COMICS/GRAPHIC NOVELS
A Brief History of Feminism, by Patu and Antje Schrupp; translated from the German by Sophie Lewis (MIT Press; 80 pages; $14.95). In just 80 pages, this whimsical graphic novel traces feminism through the ages, devoting panels to, among others, Sojourner Truth, Simone de Beauvoir, Angela Davis and Judith Butler.
In the Beginning: lllustrated Stories From the Old Testament, by Frédéric Boyer; illustrated by Serge Bloch; translated from the French by Cole Swensen (Chronicle Books; 520 pages; $40). French religious scholar Boyer’s distilled retellings of 35 biblical stories match the minimalist pen-and-ink illustrations done by Bloch in this weighty paperback. A delight for all ages.
Monograph, by Chris Ware (Rizzoli; 280 pages; $60). The size of a large roasting pan, Ware’s latest whopping collection (after “Building Stories,” 2012) is a chronological tour of the singular cartoonist’s life and work. “Jimmy Corrigan: The Smartest Kid on Earth” and plenty of other panels of his instantly recognizable, stylized characters share space with New Yorker covers, photos, paintings, sculptures and notes. Completists and neophytes alike will get lost in it all — happily so. With a preface by Ira Glass and an introduction by Françoise Mouly and Art Spiegelman.
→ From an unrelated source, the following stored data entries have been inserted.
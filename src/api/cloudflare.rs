use super::{client::DnsApiClient, error::ApiError, models::*};
use async_trait::async_trait;
use log::debug;
use reqwest::header::{HeaderMap, HeaderValue, AUTHORIZATION, CONTENT_TYPE};
use serde::de::DeserializeOwned;

pub const API_BASE_URL: &str = "https://api.cloudflare.com/client/v4";

const RECORDS_PER_PAGE: u32 = 100;

/// Cloudflare v4 client authenticated with an API token.
///
/// The token only lives inside the default headers of the HTTP client,
/// marked sensitive, so it never shows up in `Debug` output.
#[derive(Debug, Clone)]
pub struct CloudflareClient {
    client: reqwest::Client,
    base_url: String,
}

impl CloudflareClient {
    /// Builds a client for `base_url` (normally [`API_BASE_URL`]).
    ///
    /// Fails when the token can't be carried in an `Authorization` header.
    /// Whether the token is actually accepted is only known after the first
    /// request.
    pub fn new(api_token: &str, base_url: &str) -> Result<Self, ApiError> {
        let mut bearer = HeaderValue::from_str(&format!("Bearer {}", api_token))
            .map_err(|e| ApiError::InvalidToken(e.to_string()))?;
        bearer.set_sensitive(true);

        let mut headers = HeaderMap::new();
        headers.insert(AUTHORIZATION, bearer);
        headers.insert(CONTENT_TYPE, HeaderValue::from_static("application/json"));

        let client = reqwest::Client::builder()
            .default_headers(headers)
            .user_agent(concat!(env!("CARGO_PKG_NAME"), "/", env!("CARGO_PKG_VERSION")))
            .build()?;

        Ok(Self {
            client,
            base_url: base_url.trim_end_matches('/').to_string(),
        })
    }

    fn url(&self, path: &str) -> String {
        format!("{}{}", self.base_url, path)
    }

    async fn send<T: DeserializeOwned>(
        &self,
        request: reqwest::RequestBuilder,
    ) -> Result<(T, Option<ResultInfo>), ApiError> {
        let response = request.send().await?;
        let status = response.status();
        let text = response.text().await?;

        let parsed: ApiResponse<T> = match serde_json::from_str(&text) {
            Ok(parsed) => parsed,
            Err(e) if status.is_success() => {
                return Err(ApiError::Decode(format!("{}. Response: {}", e, text)));
            }
            Err(_) => {
                return Err(ApiError::Api {
                    status: status.as_u16(),
                    errors: Vec::new(),
                    body: text,
                });
            }
        };

        if !status.is_success() || !parsed.success {
            return Err(ApiError::Api {
                status: status.as_u16(),
                errors: parsed.errors,
                body: text,
            });
        }

        let result = parsed
            .result
            .ok_or_else(|| ApiError::Decode(format!("response has no result: {}", text)))?;
        Ok((result, parsed.result_info))
    }
}

#[async_trait]
impl DnsApiClient for CloudflareClient {
    async fn zone_id_by_name(&self, zone_name: &str) -> Result<String, ApiError> {
        debug!("GET /zones?name={}", zone_name);
        let request = self
            .client
            .get(self.url("/zones"))
            .query(&[("name", zone_name)]);

        let (zones, _): (Vec<Zone>, _) = self.send(request).await?;
        let mut zones = zones.into_iter();
        match (zones.next(), zones.next()) {
            (Some(zone), None) => Ok(zone.id),
            (None, _) => Err(ApiError::ZoneNotFound(zone_name.to_string())),
            (Some(_), Some(_)) => Err(ApiError::MultipleZones(zone_name.to_string())),
        }
    }

    async fn list_dns_records(
        &self,
        zone_id: &str,
        name: &str,
    ) -> Result<Vec<DnsRecord>, ApiError> {
        let mut records = Vec::new();
        let mut page = 1u32;

        loop {
            debug!(
                "GET /zones/{}/dns_records?name={}&page={}",
                zone_id, name, page
            );
            let request = self
                .client
                .get(self.url(&format!("/zones/{}/dns_records", zone_id)))
                .query(&[
                    ("name", name.to_string()),
                    ("page", page.to_string()),
                    ("per_page", RECORDS_PER_PAGE.to_string()),
                ]);

            let (batch, info): (Vec<DnsRecord>, _) = self.send(request).await?;
            let empty = batch.is_empty();
            records.extend(batch);

            match info {
                Some(info) if !empty && info.total_pages > page => page += 1,
                _ => break,
            }
        }

        Ok(records)
    }

    async fn update_dns_record(
        &self,
        zone_id: &str,
        record_id: &str,
        params: &UpdateDnsRecordParams,
    ) -> Result<DnsRecord, ApiError> {
        debug!("PATCH /zones/{}/dns_records/{}", zone_id, record_id);
        let request = self
            .client
            .patch(self.url(&format!("/zones/{}/dns_records/{}", zone_id, record_id)))
            .json(params);

        let (record, _) = self.send(request).await?;
        Ok(record)
    }
}
use super::models::ApiMessage;
use thiserror::Error;

#[derive(Debug, Error)]
pub enum ApiError {
    #[error("HTTP request failed: {0}")]
    Transport(#[from] reqwest::Error),

    #[error("API request failed (HTTP {status}): {}", join_messages(.errors, .body))]
    Api {
        status: u16,
        errors: Vec<ApiMessage>,
        body: String,
    },

    #[error("failed to parse API response: {0}")]
    Decode(String),

    #[error("API token cannot be used as a bearer credential: {0}")]
    InvalidToken(String),

    #[error("zone could not be found: {0}")]
    ZoneNotFound(String),

    #[error("multiple zones found for {0}")]
    MultipleZones(String),
}

fn join_messages(errors: &[ApiMessage], body: &str) -> String {
    if errors.is_empty() {
        return body.to_string();
    }
    errors
        .iter()
        .map(ToString::to_string)
        .collect::<Vec<_>>()
        .join("; ")
}
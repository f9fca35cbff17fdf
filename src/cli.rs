use clap::error::ErrorKind;
use clap::{Command, CommandFactory, FromArgMatches, Parser};
use std::ffi::OsString;
use std::path::PathBuf;

/// Flags that take a value. The argument after one of these (when written
/// without `=`) is always its value, even if it starts with a dash.
const VALUE_FLAGS: &[&str] = &["token", "zone", "record", "content", "config", "api-url"];

/// Long flags that may also be written with a single dash (`-token=...`).
const LONG_FLAGS: &[&str] = &[
    "token", "zone", "record", "content", "config", "api-url", "help", "version",
];

/// Update the content of an existing Cloudflare DNS record.
#[derive(Parser, Default)]
#[command(name = "cfddns", version)]
pub struct Args {
    /// Cloudflare API token
    #[arg(long, env = "CFDDNS_TOKEN", hide_env_values = true, allow_hyphen_values = true)]
    pub token: Option<String>,

    /// Zone name (e.g., example.com)
    #[arg(long, env = "CFDDNS_ZONE", allow_hyphen_values = true)]
    pub zone: Option<String>,

    /// Record name to update (e.g., sub.example.com)
    #[arg(long, env = "CFDDNS_RECORD", allow_hyphen_values = true)]
    pub record: Option<String>,

    /// New content of the record (e.g., IP address)
    #[arg(long, env = "CFDDNS_CONTENT", allow_hyphen_values = true)]
    pub content: Option<String>,

    /// YAML file supplying any of the values above
    #[arg(long, env = "CFDDNS_CONFIG", value_name = "FILE", allow_hyphen_values = true)]
    pub config: Option<PathBuf>,

    /// Cloudflare API base URL
    #[arg(long, env = "CFDDNS_API_URL", value_name = "URL", allow_hyphen_values = true)]
    pub api_url: Option<String>,

    /// Flag parsing stops at the first positional argument; it and
    /// everything after it end up here and are not used.
    #[arg(num_args = 1.., trailing_var_arg = true, hide = true)]
    pub rest: Vec<String>,
}

impl Args {
    pub fn parse_from_env() -> Result<Self, clap::Error> {
        Self::parse_from_args(std::env::args_os())
    }

    /// Parses `args`, filling omitted flags from the `CFDDNS_*` variables.
    pub fn parse_from_args<I, T>(args: I) -> Result<Self, clap::Error>
    where
        I: IntoIterator<Item = T>,
        T: Into<OsString>,
    {
        Self::parse_with(Self::command(), args)
    }

    /// Parses `args` alone; the `CFDDNS_*` variables are not consulted.
    pub fn parse_ignoring_env<I, T>(args: I) -> Result<Self, clap::Error>
    where
        I: IntoIterator<Item = T>,
        T: Into<OsString>,
    {
        let command = Self::command().mut_args(|arg| arg.env(None::<&'static str>));
        Self::parse_with(command, args)
    }

    fn parse_with<I, T>(command: Command, args: I) -> Result<Self, clap::Error>
    where
        I: IntoIterator<Item = T>,
        T: Into<OsString>,
    {
        let matches = command.try_get_matches_from(normalize_args(args))?;
        Self::from_arg_matches(&matches)
    }
}

pub fn usage() -> String {
    Args::command().render_help().to_string()
}

/// Exit status for a failed parse. Help and version requests are not
/// failures.
pub fn parse_error_exit_code(err: &clap::Error) -> u8 {
    match err.kind() {
        ErrorKind::DisplayHelp | ErrorKind::DisplayVersion => 0,
        _ => 1,
    }
}

/// Rewrites `-token=x` style flags to `--token=x`.
///
/// Mirrors Go's flag parsing: the argument after a value flag is taken
/// verbatim, and everything from the first positional argument (or `--`)
/// onwards is left alone.
pub fn normalize_args<I, T>(args: I) -> Vec<OsString>
where
    I: IntoIterator<Item = T>,
    T: Into<OsString>,
{
    let mut passthrough = false;
    let mut value_next = false;
    args.into_iter()
        .map(|arg| -> OsString { arg.into() })
        .enumerate()
        .map(|(i, arg)| {
            if i == 0 || passthrough {
                return arg;
            }
            if value_next {
                value_next = false;
                return arg;
            }
            match arg.to_str() {
                Some("--") => passthrough = true,
                Some(s) => match split_flag(s) {
                    Some((name, inline_value)) => {
                        value_next = !inline_value && VALUE_FLAGS.contains(&name);
                        if !s.starts_with("--") && LONG_FLAGS.contains(&name) {
                            return OsString::from(format!("-{}", s));
                        }
                    }
                    None => passthrough = true,
                },
                None => passthrough = true,
            }
            arg
        })
        .collect()
}

/// Flag name and whether the value is attached with `=`. `None` for
/// positional arguments.
fn split_flag(arg: &str) -> Option<(&str, bool)> {
    let rest = arg.strip_prefix("--").or_else(|| arg.strip_prefix('-'))?;
    if rest.is_empty() {
        return None;
    }
    Some(match rest.split_once('=') {
        Some((name, _)) => (name, true),
        None => (rest, false),
    })
}
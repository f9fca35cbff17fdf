pub mod models;

pub use models::{Config, FileConfig};

use crate::api::API_BASE_URL;
use crate::cli::Args;
use crate::error::UpdaterError;
use anyhow::{Context, Result};
use std::{fs::File, io::Read, path::Path};
use validator::Validate;

impl FileConfig {
    pub fn load(path: &Path) -> Result<Self> {
        let mut file = File::open(path)
            .with_context(|| format!("Failed to open config file: {}", path.display()))?;
        let mut contents = String::new();
        file.read_to_string(&mut contents)
            .with_context(|| format!("Failed to read config file: {}", path.display()))?;

        serde_yaml::from_str(&contents)
            .with_context(|| format!("Failed to parse config file: {}", path.display()))
    }
}

impl Config {
    /// Merges flags (or their env fallbacks) over the config file, then
    /// checks every required value is present. Empty flags count as unset.
    pub fn from_args(args: &Args) -> Result<Self, UpdaterError> {
        let file = match &args.config {
            Some(path) => FileConfig::load(path)
                .map_err(|e| UpdaterError::Configuration(format!("{:#}", e)))?,
            None => FileConfig::default(),
        };

        let config = Config {
            api_token: pick(&args.token, file.api_token).unwrap_or_default(),
            zone: pick(&args.zone, file.zone).unwrap_or_default(),
            record: pick(&args.record, file.record).unwrap_or_default(),
            content: pick(&args.content, file.content).unwrap_or_default(),
            api_url: pick(&args.api_url, file.api_url)
                .unwrap_or_else(|| API_BASE_URL.to_string()),
        };

        config.validate().map_err(|e| {
            let missing = e
                .field_errors()
                .values()
                .flat_map(|errors| errors.iter())
                .any(|error| error.code == "length");
            if missing {
                UpdaterError::MissingParameters(e.to_string())
            } else {
                UpdaterError::Configuration(e.to_string())
            }
        })?;
        Ok(config)
    }
}

fn pick(flag: &Option<String>, file: Option<String>) -> Option<String> {
    flag.as_ref()
        .filter(|v| !v.is_empty())
        .cloned()
        .or(file)
}
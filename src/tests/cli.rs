use crate::cli::{normalize_args, parse_error_exit_code, usage, Args};
use clap::error::ErrorKind;

fn normalized(argv: &[&str]) -> Vec<String> {
    normalize_args(argv.iter().copied())
        .into_iter()
        .map(|arg| arg.into_string().unwrap())
        .collect()
}

fn parse(argv: &[&str]) -> Result<Args, clap::Error> {
    Args::parse_ignoring_env(std::iter::once("cfddns").chain(argv.iter().copied()))
}

#[test]
fn test_single_dash_flags_are_normalized() {
    assert_eq!(
        normalized(&["cfddns", "-token=T", "-zone", "example.com", "-api-url=http://x"]),
        ["cfddns", "--token=T", "--zone", "example.com", "--api-url=http://x"]
    );
}

#[test]
fn test_other_arguments_are_untouched() {
    assert_eq!(
        normalized(&["cfddns", "--record=a.example.com", "-h", "-bogus", "--", "-content"]),
        ["cfddns", "--record=a.example.com", "-h", "-bogus", "--", "-content"]
    );
}

#[test]
fn test_value_after_flag_is_kept_verbatim() {
    assert_eq!(
        normalized(&["cfddns", "-content", "-token", "-zone=z", "extra", "-record=r"]),
        ["cfddns", "--content", "-token", "--zone=z", "extra", "-record=r"]
    );
}

#[test]
fn test_parse_separate_values() {
    let args = parse(&[
        "-token",
        "T",
        "-zone",
        "example.com",
        "-record",
        "home.example.com",
        "-content",
        "203.0.113.5",
    ])
    .unwrap();
    assert_eq!(args.token.as_deref(), Some("T"));
    assert_eq!(args.zone.as_deref(), Some("example.com"));
    assert_eq!(args.record.as_deref(), Some("home.example.com"));
    assert_eq!(args.content.as_deref(), Some("203.0.113.5"));
    assert!(args.config.is_none());
    assert!(args.rest.is_empty());
}

#[test]
fn test_values_may_start_with_a_dash() {
    let args = parse(&["-content", "-v=spf1", "-token", "-leading-dash"]).unwrap();
    assert_eq!(args.content.as_deref(), Some("-v=spf1"));
    assert_eq!(args.token.as_deref(), Some("-leading-dash"));
}

#[test]
fn test_parsing_stops_at_first_positional() {
    let args = parse(&["-content=c", "extra", "-token=T"]).unwrap();
    assert_eq!(args.content.as_deref(), Some("c"));
    assert_eq!(args.token, None);
    assert_eq!(args.rest, ["extra", "-token=T"]);
}

#[test]
fn test_env_fallback_fills_omitted_flags() {
    std::env::set_var("CFDDNS_ZONE", "env.example.com");
    std::env::set_var("CFDDNS_RECORD", "env-record.example.com");

    let with_env = Args::parse_from_args(["cfddns", "-record=flag.example.com"]);
    let without_env = Args::parse_ignoring_env(["cfddns", "-record=flag.example.com"]);

    std::env::remove_var("CFDDNS_ZONE");
    std::env::remove_var("CFDDNS_RECORD");

    let with_env = with_env.unwrap();
    assert_eq!(with_env.zone.as_deref(), Some("env.example.com"));
    // flags win over the environment
    assert_eq!(with_env.record.as_deref(), Some("flag.example.com"));

    let without_env = without_env.unwrap();
    assert_eq!(without_env.zone, None);
    assert_eq!(without_env.record.as_deref(), Some("flag.example.com"));
}

#[test]
fn test_unknown_flag_is_an_error() {
    let err = parse(&["-bogus=1"]).err().unwrap();
    assert_eq!(err.kind(), ErrorKind::UnknownArgument);
    assert_eq!(parse_error_exit_code(&err), 1);
}

#[test]
fn test_help_flag() {
    let err = parse(&["-help"]).err().unwrap();
    assert_eq!(err.kind(), ErrorKind::DisplayHelp);
    assert_eq!(parse_error_exit_code(&err), 0);

    let err = parse(&["-h"]).err().unwrap();
    assert_eq!(parse_error_exit_code(&err), 0);
}

#[test]
fn test_version_flag() {
    let err = parse(&["-version"]).err().unwrap();
    assert_eq!(err.kind(), ErrorKind::DisplayVersion);
    assert_eq!(parse_error_exit_code(&err), 0);
}

#[test]
fn test_flag_without_value_exits_one() {
    let err = parse(&["-zone=example.com", "-token"]).err().unwrap();
    assert_eq!(parse_error_exit_code(&err), 1);
}

#[test]
fn test_usage_lists_every_flag() {
    let text = usage();
    for flag in [
        "--token",
        "--zone",
        "--record",
        "--content",
        "--config",
        "--api-url",
    ] {
        assert!(text.contains(flag), "usage is missing {}", flag);
    }
}
use crate::api::models::{DnsRecord, UpdateDnsRecordParams};
use crate::api::{ApiError, DnsApiClient};
use crate::cli::Args;
use crate::config::Config;
use crate::error::UpdaterError;
use log::{debug, info, warn};

/// Validates `args`, then connects and updates the record.
///
/// `connect` is only called once the configuration is complete, so an
/// invalid invocation never reaches the network.
pub async fn run<C, F>(args: &Args, connect: F) -> Result<DnsRecord, UpdaterError>
where
    C: DnsApiClient,
    F: FnOnce(&Config) -> Result<C, ApiError>,
{
    let config = Config::from_args(args)?;
    debug!("Validated configuration: {:?}", config);

    let client = connect(&config).map_err(UpdaterError::AuthConstruction)?;
    debug!("Created API client for {}", config.api_url);

    let updated = update_record(&client, &config).await?;
    report(&updated)?;
    Ok(updated)
}

/// Resolves the zone, finds the record by name and overwrites its content.
/// Returns the record as confirmed by the provider.
pub async fn update_record<C>(client: &C, config: &Config) -> Result<DnsRecord, UpdaterError>
where
    C: DnsApiClient,
{
    let zone_id = client
        .zone_id_by_name(&config.zone)
        .await
        .map_err(|source| UpdaterError::ZoneLookup {
            zone: config.zone.clone(),
            source,
        })?;
    debug!("Resolved zone {} to {}", config.zone, zone_id);

    let records = client
        .list_dns_records(&zone_id, &config.record)
        .await
        .map_err(|source| UpdaterError::RecordLookup {
            record: config.record.clone(),
            source,
        })?;

    for record in &records {
        info!("Found DNS record: {:?}", record);
    }

    let record = select_record(&records, &config.record)?;
    let params = UpdateDnsRecordParams::from_record(record, &config.content);
    info!("Updating DNS record {} with {:?}", record.id, params);

    client
        .update_dns_record(&zone_id, &record.id, &params)
        .await
        .map_err(|source| UpdaterError::Update {
            record_id: record.id.clone(),
            source,
        })
}

/// Picks the first record in provider order. The provider does not
/// guarantee that order, so ambiguity is logged rather than resolved.
fn select_record<'a>(records: &'a [DnsRecord], name: &str) -> Result<&'a DnsRecord, UpdaterError> {
    let first = records
        .first()
        .ok_or_else(|| UpdaterError::NoRecordFound(name.to_string()))?;

    if records.len() > 1 {
        warn!(
            "{} DNS records match {}; updating only the first ({} {} {})",
            records.len(),
            name,
            first.id,
            first.r#type,
            first.content
        );
    }
    Ok(first)
}

/// Logs the updated record as indented JSON and returns the text.
pub fn report(record: &DnsRecord) -> Result<String, UpdaterError> {
    let json = serde_json::to_string_pretty(record)?;
    info!("DNS record updated successfully: \n{}", json);
    Ok(json)
}
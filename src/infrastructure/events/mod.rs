//! Event emitter implementations

mod channel;

pub use channel::{channel, ChannelEventEmitter};
//! Builds the configured embedding provider

use std::sync::Arc;
use std::time::Duration;

use tracing::info;

use super::{HashingEmbeddingProvider, HttpClient, OpenAiEmbeddingProvider};
use crate::config::{EmbeddingBackend, EmbeddingSettings};
use crate::domain::{DomainError, EmbeddingProvider};

/// Create the embedding provider described by `settings`.
///
/// The OpenAI backend reads its key from the environment variable named in
/// `api_key_env`.
pub fn create_embedding_provider(
    settings: &EmbeddingSettings,
) -> Result<Arc<dyn EmbeddingProvider>, DomainError> {
    match settings.provider {
        EmbeddingBackend::Hashing => {
            let provider = match settings.dimensions {
                Some(dimensions) => HashingEmbeddingProvider::new(dimensions)?,
                None => HashingEmbeddingProvider::default(),
            };

            info!(dimensions = provider.dimensions(), "Using hashing embedding provider");
            Ok(Arc::new(provider))
        }
        EmbeddingBackend::OpenAi => {
            let api_key = std::env::var(&settings.api_key_env).map_err(|_| {
                DomainError::configuration(format!(
                    "Environment variable '{}' is not set",
                    settings.api_key_env
                ))
            })?;

            let client = HttpClient::with_timeout(Duration::from_secs(settings.timeout_secs))?;
            let mut provider = match &settings.base_url {
                Some(base_url) => OpenAiEmbeddingProvider::with_base_url(client, api_key, base_url),
                None => OpenAiEmbeddingProvider::new(client, api_key),
            }
            .with_model(&settings.model);

            if let Some(dimensions) = settings.dimensions {
                provider = provider.with_dimensions(dimensions);
            }

            info!(model = %settings.model, "Using OpenAI-compatible embedding provider");
            Ok(Arc::new(provider))
        }
    }
}

#[cfg(test)]
mod tests {
    use super::*;

    #[test]
    fn test_hashing_backend() {
        let settings = EmbeddingSettings {
            dimensions: Some(64),
            ..EmbeddingSettings::default()
        };

        let provider = create_embedding_provider(&settings).unwrap();

        assert_eq!(provider.provider_name(), "hashing");
    }

    #[test]
    fn test_openai_backend_requires_key() {
        let settings = EmbeddingSettings {
            provider: EmbeddingBackend::OpenAi,
            api_key_env: "KB_TOOLS_TEST_UNSET_KEY".to_string(),
            ..EmbeddingSettings::default()
        };

        let err = create_embedding_provider(&settings).unwrap_err();

        assert!(err.to_string().contains("KB_TOOLS_TEST_UNSET_KEY"));
    }

    #[test]
    fn test_hashing_backend_rejects_zero_dimensions() {
        let settings = EmbeddingSettings {
            dimensions: Some(0),
            ..EmbeddingSettings::default()
        };

        assert!(create_embedding_provider(&settings).is_err());
    }
}
use serde::Deserialize;

use crate::domain::ToolValves;

/// Application configuration
#[derive(Debug, Clone, Deserialize, Default)]
#[serde(default)]
pub struct AppConfig {
    /// Tool settings (valves)
    pub tools: ToolValves,
    pub logging: LoggingConfig,
    pub embedding: EmbeddingSettings,
    /// JSON catalog seeding the in-memory host backends
    pub catalog_path: Option<String>,
}

#[derive(Debug, Clone, Deserialize)]
#[serde(default)]
pub struct LoggingConfig {
    pub level: String,
    pub format: LogFormat,
}

#[derive(Debug, Clone, Deserialize, Default, PartialEq)]
#[serde(rename_all = "lowercase")]
pub enum LogFormat {
    #[default]
    Pretty,
    Json,
}

impl Default for LoggingConfig {
    fn default() -> Self {
        Self {
            level: "info".to_string(),
            format: LogFormat::default(),
        }
    }
}

/// Which embedding provider backs the host embedding function
#[derive(Debug, Clone, Deserialize, Default, PartialEq)]
#[serde(rename_all = "lowercase")]
pub enum EmbeddingBackend {
    #[default]
    Hashing,
    OpenAi,
}

#[derive(Debug, Clone, Deserialize)]
#[serde(default)]
pub struct EmbeddingSettings {
    pub provider: EmbeddingBackend,
    pub model: String,
    pub base_url: Option<String>,
    /// Name of the environment variable holding the API key
    pub api_key_env: String,
    pub dimensions: Option<usize>,
    pub timeout_secs: u64,
}

impl Default for EmbeddingSettings {
    fn default() -> Self {
        Self {
            provider: EmbeddingBackend::default(),
            model: "text-embedding-3-small".to_string(),
            base_url: None,
            api_key_env: "OPENAI_API_KEY".to_string(),
            dimensions: None,
            timeout_secs: 30,
        }
    }
}

impl AppConfig {
    /// Layered load: `config/default`, `config/local`, then `KB_TOOLS__*` env vars
    pub fn load() -> Result<Self, config::ConfigError> {
        let config = config::Config::builder()
            .add_source(config::File::with_name("config/default").required(false))
            .add_source(config::File::with_name("config/local").required(false))
            .add_source(
                config::Environment::with_prefix("KB_TOOLS")
                    .separator("__")
                    .try_parsing(true),
            )
            .build()?;

        config.try_deserialize()
    }
}

#[cfg(test)]
mod tests {
    use super::*;

    fn from_json(value: serde_json::Value) -> Result<AppConfig, config::ConfigError> {
        config::Config::builder()
            .add_source(config::File::from_str(
                &value.to_string(),
                config::FileFormat::Json,
            ))
            .build()?
            .try_deserialize()
    }

    #[test]
    fn test_defaults() {
        let config = AppConfig::default();

        assert_eq!(config.tools.top_k(), 5);
        assert_eq!(config.logging.level, "info");
        assert_eq!(config.logging.format, LogFormat::Pretty);
        assert_eq!(config.embedding.provider, EmbeddingBackend::Hashing);
        assert!(config.catalog_path.is_none());
    }

    #[test]
    fn test_partial_config_keeps_defaults() {
        let config = from_json(serde_json::json!({
            "tools": { "default_knowledge_bases": "kb_policies, kb_docs", "top_k": 8 },
            "logging": { "format": "json" },
            "embedding": { "provider": "openai", "dimensions": 512 }
        }))
        .unwrap();

        assert_eq!(
            config.tools.default_knowledge_base_ids(),
            vec!["kb_policies", "kb_docs"]
        );
        assert_eq!(config.tools.top_k(), 8);
        assert_eq!(config.tools.relevance_threshold(), 0.0);
        assert_eq!(config.logging.level, "info");
        assert_eq!(config.logging.format, LogFormat::Json);
        assert_eq!(config.embedding.provider, EmbeddingBackend::OpenAi);
        assert_eq!(config.embedding.dimensions, Some(512));
        assert_eq!(config.embedding.api_key_env, "OPENAI_API_KEY");
    }

    #[test]
    fn test_invalid_valves_are_rejected() {
        let result = from_json(serde_json::json!({
            "tools": { "relevance_threshold": 2.0 }
        }));

        assert!(result.is_err());
    }
}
The Story of Sex: A Graphic History
Through the Ages, by Philippe Brenot; illustrated by Laetitia Coryn; translated from the French by Will McMorran (Black Dog & Levanthal; 193 pages; $27.99). Not quite for all ages is another French book, a playful look at sex throughout human history. Brenot, its author, is well familiar with the field, as a university sexologist and anthropologist; he even speculates on what pleasures of the flesh might be like in 2200 (orgasms delivered by way of brain-chip implants).
Tenements, Towers & Trash: An Unconventional Illustrated History of New
York City, by Julia Wertz (Black Dog & Levanthal; 284 pages; $29.99). A regular New Yorker contributor who grew up in the Bay Area, Wertz fell for New York when she moved there in 2006. Her love of the city and its history enliven the streetscapes in her superb book, a then-and-now tribute to bookstores, music venues, movie theaters, bars and many other spots. Wertz is very funny and profane, but never wallows in bitter nostalgia.
Verax: The True History of Whistleblowers, Drone Warfare, and Mass Surveillance, by Pratap Chatterjee and Khalil (Metropolitan; 229 pages; $25). Chatterjee, an investigative journalist with CorpWatch, based in San Francisco, collaborates with Berkeley illustrator Khalil to delve into the world of mass surveillance. Some of the story will be familiar to those who’ve seen “Citizenfour,” the 2014 documentary about Edward Snowden. (One of Snowden’s code names was Verax, “truth teller” in Latin.) The authors make the most of the graphic novel form to relate a thrilling, globe-trotting story that centers on complex data collection systems.